In this article, I will be taking a look at the whats, the whys, and the hows of Path to Live (PTL) - a path from development to deployment to production.

Path to Continuous Delivery (CD) can be long and scary. Having a well thought and well-defined path to live can help make the long and scary journey to CD a lot smoother and can help you improve your deployment pipeline.

What is a the Path to Live?

PTL is a pipeline that helps teams ship quality code with confidence and reduces frictions.

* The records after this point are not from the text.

use std::{net::Ipv4Addr, sync::LazyLock};

use regex::Regex;

// Direct form: ip<o1>-<o2>-<o3>-<o4>-<session>[-<port>][.<tld>][:<port>]
//
// The encoded-port group is matched before the tld capture, so a tld with
// embedded dashes ("foo-bar.tld") can never swallow the port: the port group
// must be 1-5 digits sitting immediately before the first dot, colon, or the
// end of the host.
static DIRECT_HOST: LazyLock<Regex> = LazyLock::new(|| {
    Regex::new(
        r"^ip(\d{1,3})-(\d{1,3})-(\d{1,3})-(\d{1,3})-([0-9a-zA-Z]+)(?:-(\d{1,5}))?(?:\.([^:]*))?(?::(\d{1,5}))?$",
    )
    .unwrap()
});

// Alias form: pwd<alias>-<8-char session prefix>[-<port>][.<tld>]
// The alias itself may contain dashes; the session prefix is always the
// 8-character alphanumeric token right after it.
static ALIAS_HOST: LazyLock<Regex> = LazyLock::new(|| {
    Regex::new(r"^pwd([0-9a-zA-Z-]+?)-([0-9a-zA-Z]{8})(?:-(\d{1,5}))?(?:\.([^:]*))?$").unwrap()
});

// SSH username variant: <o1>-<o2>-<o3>-<o4>-<session prefix>, with any
// further dash-separated fields ignored.
static SSH_USERNAME: LazyLock<Regex> = LazyLock::new(|| {
    Regex::new(r"^(\d{1,3})-(\d{1,3})-(\d{1,3})-(\d{1,3})-([0-9a-zA-Z]+)(?:-.*)?$").unwrap()
});

#[derive(thiserror::Error, Debug, PartialEq, Eq)]
pub enum HostDecodeError {
    #[error("hostname doesn't match the direct form")]
    NoDirectMatch,
    #[error("hostname doesn't match the alias form")]
    NoAliasMatch,
    #[error("SSH username doesn't encode a relay target")]
    NoUsernameMatch,
    #[error("invalid octet in encoded address")]
    InvalidOctet,
}

/// The decoded meaning of a direct-form hostname.
#[derive(Debug, Clone, PartialEq, Eq, Default)]
pub struct HostIdentity {
    /// Opaque session token.
    pub session_id: String,
    /// Dotted-quad instance address, reconstructed from the dash-encoded form.
    pub instance_address: String,
    /// Backend port to reach. Zero when absent.
    pub encoded_port: u16,
    /// Free-form domain suffix. Empty when absent.
    pub tld: String,
    /// Numeric suffix after a colon. Falls behind the encoded port when both
    /// are present.
    pub explicit_port: u16,
}

/// The decoded meaning of an alias-form hostname, resolved by
/// (alias, session prefix) instead of an embedded address.
#[derive(Debug, Clone, PartialEq, Eq)]
pub struct AliasIdentity {
    pub alias: String,
    pub session_prefix: String,
    pub encoded_port: u16,
    pub tld: String,
}

/// A relay target extracted from an SSH username.
#[derive(Debug, Clone, PartialEq, Eq)]
pub struct SshTarget {
    pub instance_ip: Ipv4Addr,
    pub session_prefix: String,
}

/// Optional fields for [`encode_host`].
#[derive(Debug, Clone, Default)]
pub struct EncodeOpts {
    pub tld: String,
    pub encoded_port: u16,
    pub explicit_port: u16,
}

/// Build the direct-form hostname for an instance. Purely string
/// construction; malformed inputs produce malformed but harmless output.
pub fn encode_host(session_id: &str, instance_address: &str, opts: &EncodeOpts) -> String {
    let mut host = format!("ip{}-{}", instance_address.replace('.', "-"), session_id);
    if opts.encoded_port > 0 {
        host.push_str(&format!("-{}", opts.encoded_port));
    }
    if !opts.tld.is_empty() {
        host.push_str(&format!(".{}", opts.tld));
    }
    if opts.explicit_port > 0 {
        host.push_str(&format!(":{}", opts.explicit_port));
    }
    host
}

// Ports are best-effort: a numeric group too large for u16 decodes as absent.
fn parse_port(group: Option<regex::Match<'_>>) -> u16 {
    group
        .and_then(|m| m.as_str().parse::<u16>().ok())
        .unwrap_or(0)
}

/// Decode a direct-form hostname into its identity. Only the literal `ip`,
/// the four octets, and the session token are load-bearing; every group
/// after them is optional and decodes to its zero value when absent.
pub fn decode_host(host: &str) -> Result<HostIdentity, HostDecodeError> {
    let captures = DIRECT_HOST
        .captures(host)
        .ok_or(HostDecodeError::NoDirectMatch)?;
    let instance_address = format!(
        "{}.{}.{}.{}",
        &captures[1], &captures[2], &captures[3], &captures[4]
    );
    Ok(HostIdentity {
        session_id: captures[5].into(),
        instance_address,
        encoded_port: parse_port(captures.get(6)),
        tld: captures
            .get(7)
            .map(|m| m.as_str().to_owned())
            .unwrap_or_default(),
        explicit_port: parse_port(captures.get(8)),
    })
}

/// Decode an alias-form hostname. Tried by callers only after
/// [`decode_host`] fails; the two grammars are deliberately separate.
pub fn decode_alias_host(host: &str) -> Result<AliasIdentity, HostDecodeError> {
    let captures = ALIAS_HOST
        .captures(host)
        .ok_or(HostDecodeError::NoAliasMatch)?;
    Ok(AliasIdentity {
        alias: captures[1].into(),
        session_prefix: captures[2].into(),
        encoded_port: parse_port(captures.get(3)),
        tld: captures
            .get(4)
            .map(|m| m.as_str().to_owned())
            .unwrap_or_default(),
    })
}

/// Decode the relay target embedded in an SSH username.
pub fn decode_ssh_username(user: &str) -> Result<SshTarget, HostDecodeError> {
    let captures = SSH_USERNAME
        .captures(user)
        .ok_or(HostDecodeError::NoUsernameMatch)?;
    let mut octets = [0u8; 4];
    for (index, octet) in octets.iter_mut().enumerate() {
        *octet = captures[index + 1]
            .parse()
            .map_err(|_| HostDecodeError::InvalidOctet)?;
    }
    Ok(SshTarget {
        instance_ip: Ipv4Addr::from(octets),
        session_prefix: captures[5].into(),
    })
}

PTL provides visibility, transparency, and a shared understanding of how development code will be delivered to the production.

Depending on the nature of the project PTL, it should be made part of the overall quality strategy.

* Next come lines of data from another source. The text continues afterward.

//! Dead-Letter Queue
//!
//! Tracks messages that failed processing, retries them on a ticker along
//! their recorded direction, and emits them to the configured Kafka/MQTT
//! sinks once the retry budget is exhausted. When disabled, failures are
//! logged and discarded.

use std::collections::HashMap;
use std::sync::Arc;

use chrono::{DateTime, Utc};
use parking_lot::Mutex;
use serde::Serialize;
use tokio::sync::watch;
use tokio::task::JoinHandle;
use tokio::time::interval;
use tracing::{debug, info, warn};

use crate::config::DeadLetterConfig;
use crate::kafka::{KafkaProducer, KafkaRecord};
use crate::mqtt::{MqttClient, MqttMessage};

use super::{envelope, Direction};

/// The message that originally failed, in whichever shape it entered the
/// failing pipeline.
#[derive(Debug, Clone, Serialize)]
#[serde(untagged)]
pub enum FailedSource {
    Mqtt(MqttMessage),
    Kafka(KafkaRecord),
}

/// Bookkeeping for one failed message awaiting retry.
#[derive(Debug, Clone, Serialize)]
pub struct FailedMessage {
    pub original: FailedSource,
    pub reason: String,
    pub attempts: u32,
    pub first_failed_at: DateTime<Utc>,
    pub last_attempt_at: DateTime<Utc>,
    pub direction: Direction,
    pub source_topic: String,
    pub target_topic: String,
}

/// State shared between the queue handle and its retry task.
struct Inner {
    config: DeadLetterConfig,
    kafka_producer: Option<Arc<KafkaProducer>>,
    mqtt_client: Option<Arc<MqttClient>>,
    failed: Mutex<HashMap<String, FailedMessage>>,
}

/// Dead-letter queue shared by a pipeline and its retry task.
///
/// A record exists in the map exactly while its attempt count is below
/// `max_retries`; reaching the cap emits the record to the sinks and
/// removes it.
pub struct DeadLetterQueue {
    inner: Arc<Inner>,
    shutdown_tx: Mutex<Option<watch::Sender<bool>>>,
    retry_handle: Mutex<Option<JoinHandle<()>>>,
}

impl DeadLetterQueue {
    /// Create a queue. The producer and client are the sinks and retry
    /// transports; either may be absent.
    pub fn new(
        config: &DeadLetterConfig,
        kafka_producer: Option<Arc<KafkaProducer>>,
        mqtt_client: Option<Arc<MqttClient>>,
    ) -> Self {
        Self {
            inner: Arc::new(Inner {
                config: config.clone(),
                kafka_producer,
                mqtt_client,
                failed: Mutex::new(HashMap::new()),
            }),
            shutdown_tx: Mutex::new(None),
            retry_handle: Mutex::new(None),
        }
    }

    /// Start the retry ticker. Does nothing when the queue is disabled.
    pub fn start(&self) {
        if !self.inner.config.enabled {
            return;
        }

        info!(
            "Starting dead letter queue with retry interval: {:?}",
            self.inner.config.retry_interval_duration()
        );

        let (shutdown_tx, mut shutdown_rx) = watch::channel(false);
        *self.shutdown_tx.lock() = Some(shutdown_tx);

        let inner = Arc::clone(&self.inner);
        let handle = tokio::spawn(async move {
            let mut ticker = interval(inner.config.retry_interval_duration());
            // The first tick completes immediately; skip it so retries
            // honor the full interval.
            ticker.tick().await;
            loop {
                tokio::select! {
                    _ = shutdown_rx.changed() => break,
                    _ = ticker.tick() => inner.retry_sweep().await,
                }
            }
        });
        *self.retry_handle.lock() = Some(handle);
    }

    /// Stop the retry ticker and wait for it to exit.
    pub async fn stop(&self) {
        let shutdown_tx = self.shutdown_tx.lock().take();
        let handle = self.retry_handle.lock().take();
        if shutdown_tx.is_none() && handle.is_none() {
            return;
        }

        info!("Stopping dead letter queue");
        if let Some(tx) = shutdown_tx {
            let _ = tx.send(true);
        }
        if let Some(handle) = handle {
            let _ = handle.await;
        }
    }

    /// Record a processing failure.
    ///
    /// Inserts a new entry on first failure, otherwise increments the
    /// attempt count and refreshes the reason. When the count reaches
    /// `max_retries` the record is emitted to the sinks and removed.
    pub fn handle_failed(
        &self,
        original: FailedSource,
        reason: &str,
        direction: Direction,
        source_topic: &str,
        target_topic: &str,
    ) {
        if !self.inner.config.enabled {
            warn!(
                "Message failed processing (DLQ disabled): {} -> {}: {}",
                source_topic, target_topic, reason
            );
            return;
        }

        if let Some(message) =
            self.inner
                .record_failure(original, reason, direction, source_topic, target_topic)
        {
            let inner = Arc::clone(&self.inner);
            tokio::spawn(async move {
                inner.send_to_sinks(&message).await;
            });
        }
    }

    /// Number of messages currently awaiting retry
    pub fn failed_message_count(&self) -> usize {
        self.inner.failed.lock().len()
    }
}

impl Inner {
    /// Insert or bump the failure entry. Returns the record when the
    /// retry budget is exhausted; the caller emits it.
    fn record_failure(
        &self,
        original: FailedSource,
        reason: &str,
        direction: Direction,
        source_topic: &str,
        target_topic: &str,
    ) -> Option<FailedMessage> {
        let key = message_key(&original, direction, source_topic);
        let now = Utc::now();

        let exhausted = {
            let mut failed = self.failed.lock();
            let entry = failed.entry(key.clone()).or_insert_with(|| FailedMessage {
                original,
                reason: reason.to_string(),
                attempts: 0,
                first_failed_at: now,
                last_attempt_at: now,
                direction,
                source_topic: source_topic.to_string(),
                target_topic: target_topic.to_string(),
            });
            entry.attempts += 1;
            entry.last_attempt_at = now;
            entry.reason = reason.to_string();

            if entry.attempts >= self.config.max_retries {
                failed.remove(&key)
            } else {
                debug!(
                    "Message queued for retry (attempt {}/{}): {}",
                    entry.attempts, self.config.max_retries, reason
                );
                None
            }
        };

        if exhausted.is_some() {
            warn!(
                "Message exceeded max retries, sending to dead letter queue: {}",
                reason
            );
        }
        exhausted
    }

    /// Retry every tracked message whose last attempt is at least one
    /// retry interval old.
    async fn retry_sweep(&self) {
        let due: Vec<(String, FailedMessage)> = {
            let failed = self.failed.lock();
            let interval = self.config.retry_interval_duration();
            failed
                .iter()
                .filter(|(_, msg)| {
                    Utc::now()
                        .signed_duration_since(msg.last_attempt_at)
                        .to_std()
                        .map(|age| age >= interval)
                        .unwrap_or(false)
                })
                .map(|(k, msg)| (k.clone(), msg.clone()))
                .collect()
        };

        for (key, message) in due {
            self.retry_message(&key, message).await;
        }
    }

    async fn retry_message(&self, key: &str, message: FailedMessage) {
        debug!(
            "Retrying failed message (attempt {}): {} -> {}",
            message.attempts + 1,
            message.source_topic,
            message.target_topic
        );

        let result = match message.direction {
            Direction::MqttToKafka => self.retry_mqtt_to_kafka(&message).await,
            Direction::KafkaToMqtt => self.retry_kafka_to_mqtt(&message).await,
        };

        match result {
            Ok(()) => {
                self.failed.lock().remove(key);
                info!(
                    "Retry successful: {} -> {}",
                    message.source_topic, message.target_topic
                );
            }
            Err(reason) => {
                // The retry task is already async, so an exhausted record
                // is emitted inline rather than spawned.
                if let Some(exhausted) = self.record_failure(
                    message.original,
                    &reason,
                    message.direction,
                    &message.source_topic,
                    &message.target_topic,
                ) {
                    self.send_to_sinks(&exhausted).await;
                }
            }
        }
    }

    async fn retry_mqtt_to_kafka(&self, message: &FailedMessage) -> Result<(), String> {
        let FailedSource::Mqtt(original) = &message.original else {
            return Err("invalid message type for mqtt→kafka retry".to_string());
        };
        let producer = self
            .kafka_producer
            .as_ref()
            .ok_or_else(|| "no Kafka producer available for retry".to_string())?;

        let record = envelope::encode(original, &message.target_topic)
            .map_err(|e| format!("retry conversion failed: {}", e))?;
        producer
            .write(&record)
            .await
            .map_err(|e| format!("retry produce failed: {}", e))
    }

    async fn retry_kafka_to_mqtt(&self, message: &FailedMessage) -> Result<(), String> {
        let FailedSource::Kafka(original) = &message.original else {
            return Err("invalid message type for kafka→mqtt retry".to_string());
        };
        let client = self
            .mqtt_client
            .as_ref()
            .ok_or_else(|| "no MQTT client available for retry".to_string())?;

        let restored = envelope::decode(original)
            .map_err(|e| format!("retry conversion failed: {}", e))?;
        client
            .publish(
                &restored.topic,
                &restored.payload,
                restored.qos,
                restored.retained,
            )
            .await
            .map_err(|e| format!("retry publish failed: {}", e))
    }

    /// Serialize an exhausted record and emit it to whichever sinks are
    /// configured. Sink errors are logged, never rethrown.
    async fn send_to_sinks(&self, message: &FailedMessage) {
        let payload = match serde_json::to_vec(message) {
            Ok(payload) => payload,
            Err(e) => {
                warn!("Failed to serialize dead letter record: {}", e);
                return;
            }
        };

        if !self.config.kafka_topic.is_empty() {
            if let Some(producer) = &self.kafka_producer {
                let record = KafkaRecord {
                    topic: self.config.kafka_topic.clone(),
                    key: format!("dlq-{}-{}", message.direction, Utc::now().timestamp()),
                    value: payload.clone(),
                };
                match producer.write(&record).await {
                    Ok(()) => info!("Sent failed message to Kafka DLQ: {}", record.topic),
                    Err(e) => warn!("Error sending failed message to Kafka DLQ: {}", e),
                }
            }
        }

        if !self.config.mqtt_topic.is_empty() {
            if let Some(client) = &self.mqtt_client {
                match client
                    .publish(&self.config.mqtt_topic, &payload, 1, false)
                    .await
                {
                    Ok(()) => info!("Sent failed message to MQTT DLQ: {}", self.config.mqtt_topic),
                    Err(e) => warn!("Error sending failed message to MQTT DLQ: {}", e),
                }
            }
        }

        if self.config.kafka_topic.is_empty() && self.config.mqtt_topic.is_empty() {
            warn!(
                "No dead letter sink configured; dropping record for {} -> {}",
                message.source_topic, message.target_topic
            );
        }
    }
}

Why Path to Live is important?

Having a PTL is important because it:

  • Help visualize what is required to enable deployments to production.
  • Help create a shared understanding among all team members of how to go about taking code from development to production.
  • Help define quality gates and outline testing activities involved at each stage.
  • Provides a single source of truth to stakeholders; especially to engineers.
  • Clarifies the purpose of each environment.

How to define a Path to Live?

Asking following (but not limited to) questions :

  • What are all the integration points/boundaries?
  • Do we have the required and right number environment?
  • What are the minimum testing requirements at each stage?
  • What is the purpose of each environment?
  • Who should be involved at different stages of the project?
  • What is the measure that will qualify or promote code from one stage to the next?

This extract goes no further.